*** Begin section ***
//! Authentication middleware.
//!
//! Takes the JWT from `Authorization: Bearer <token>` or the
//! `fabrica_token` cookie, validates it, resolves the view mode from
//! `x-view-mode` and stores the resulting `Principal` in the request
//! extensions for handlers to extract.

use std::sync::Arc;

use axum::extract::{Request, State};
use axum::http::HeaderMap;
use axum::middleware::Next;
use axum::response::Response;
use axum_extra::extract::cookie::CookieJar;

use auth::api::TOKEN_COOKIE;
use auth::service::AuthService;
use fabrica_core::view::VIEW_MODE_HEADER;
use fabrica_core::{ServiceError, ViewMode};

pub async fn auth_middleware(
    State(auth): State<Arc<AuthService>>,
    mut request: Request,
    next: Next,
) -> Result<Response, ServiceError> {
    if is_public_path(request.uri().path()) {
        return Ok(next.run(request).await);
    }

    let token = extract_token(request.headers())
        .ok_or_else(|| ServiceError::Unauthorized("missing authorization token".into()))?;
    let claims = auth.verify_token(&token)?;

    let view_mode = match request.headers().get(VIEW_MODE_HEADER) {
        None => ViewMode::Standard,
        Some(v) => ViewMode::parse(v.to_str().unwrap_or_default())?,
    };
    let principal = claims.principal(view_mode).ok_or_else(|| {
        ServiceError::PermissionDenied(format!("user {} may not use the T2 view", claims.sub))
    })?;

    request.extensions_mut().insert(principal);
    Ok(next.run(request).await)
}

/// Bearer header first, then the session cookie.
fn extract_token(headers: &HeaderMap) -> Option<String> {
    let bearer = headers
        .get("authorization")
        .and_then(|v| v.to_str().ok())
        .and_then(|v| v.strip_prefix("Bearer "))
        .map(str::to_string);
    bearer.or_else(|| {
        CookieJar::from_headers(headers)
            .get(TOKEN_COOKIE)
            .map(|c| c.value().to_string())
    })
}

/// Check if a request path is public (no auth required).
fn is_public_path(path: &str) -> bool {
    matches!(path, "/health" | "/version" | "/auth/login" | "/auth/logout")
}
*** End section ***
EXERCISE DETAILS: Nothing in the data should be left out when you retype it exactly.

ANSWER FOR THE TASK:
//! Authentication middleware.
//!
//! Takes the JWT from `Authorization: Bearer <token>` or the
//! `fabrica_token` cookie, validates it, resolves the view mode from
//! `x-view-mode` and stores the resulting `Principal` in the request
//! extensions for handlers to extract.

use std::sync::Arc;

use axum::extract::{Request, State};
use axum::http::HeaderMap;
use axum::middleware::Next;
use axum::response::Response;
use axum_extra::extract::cookie::CookieJar;

use auth::api::TOKEN_COOKIE;
use auth::service::AuthService;
use fabrica_core::view::VIEW_MODE_HEADER;
use fabrica_core::{ServiceError, ViewMode};

pub async fn auth_middleware(
    State(auth): State<Arc<AuthService>>,
    mut request: Request,
    next: Next,
) -> Result<Response, ServiceError> {
    if is_public_path(request.uri().path()) {
        return Ok(next.run(request).await);
    }

    let token = extract_token(request.headers())
        .ok_or_else(|| ServiceError::Unauthorized("missing authorization token".into()))?;
    let claims = auth.verify_token(&token)?;

    let view_mode = match request.headers().get(VIEW_MODE_HEADER) {
        None => ViewMode::Standard,
        Some(v) => ViewMode::parse(v.to_str().unwrap_or_default())?,
    };
    let principal = claims.principal(view_mode).ok_or_else(|| {
        ServiceError::PermissionDenied(format!("user {} may not use the T2 view", claims.sub))
    })?;

    request.extensions_mut().insert(principal);
    Ok(next.run(request).await)
}

/// Bearer header first, then the session cookie.
fn extract_token(headers: &HeaderMap) -> Option<String> {
    let bearer = headers
        .get("authorization")
        .and_then(|v| v.to_str().ok())
        .and_then(|v| v.strip_prefix("Bearer "))
        .map(str::to_string);
    bearer.or_else(|| {
        CookieJar::from_headers(headers)
            .get(TOKEN_COOKIE)
            .map(|c| c.value().to_string())
    })
}

/// Check if a request path is public (no auth required).
fn is_public_path(path: &str) -> bool {
    matches!(path, "/health" | "/version" | "/auth/login" | "/auth/logout")
}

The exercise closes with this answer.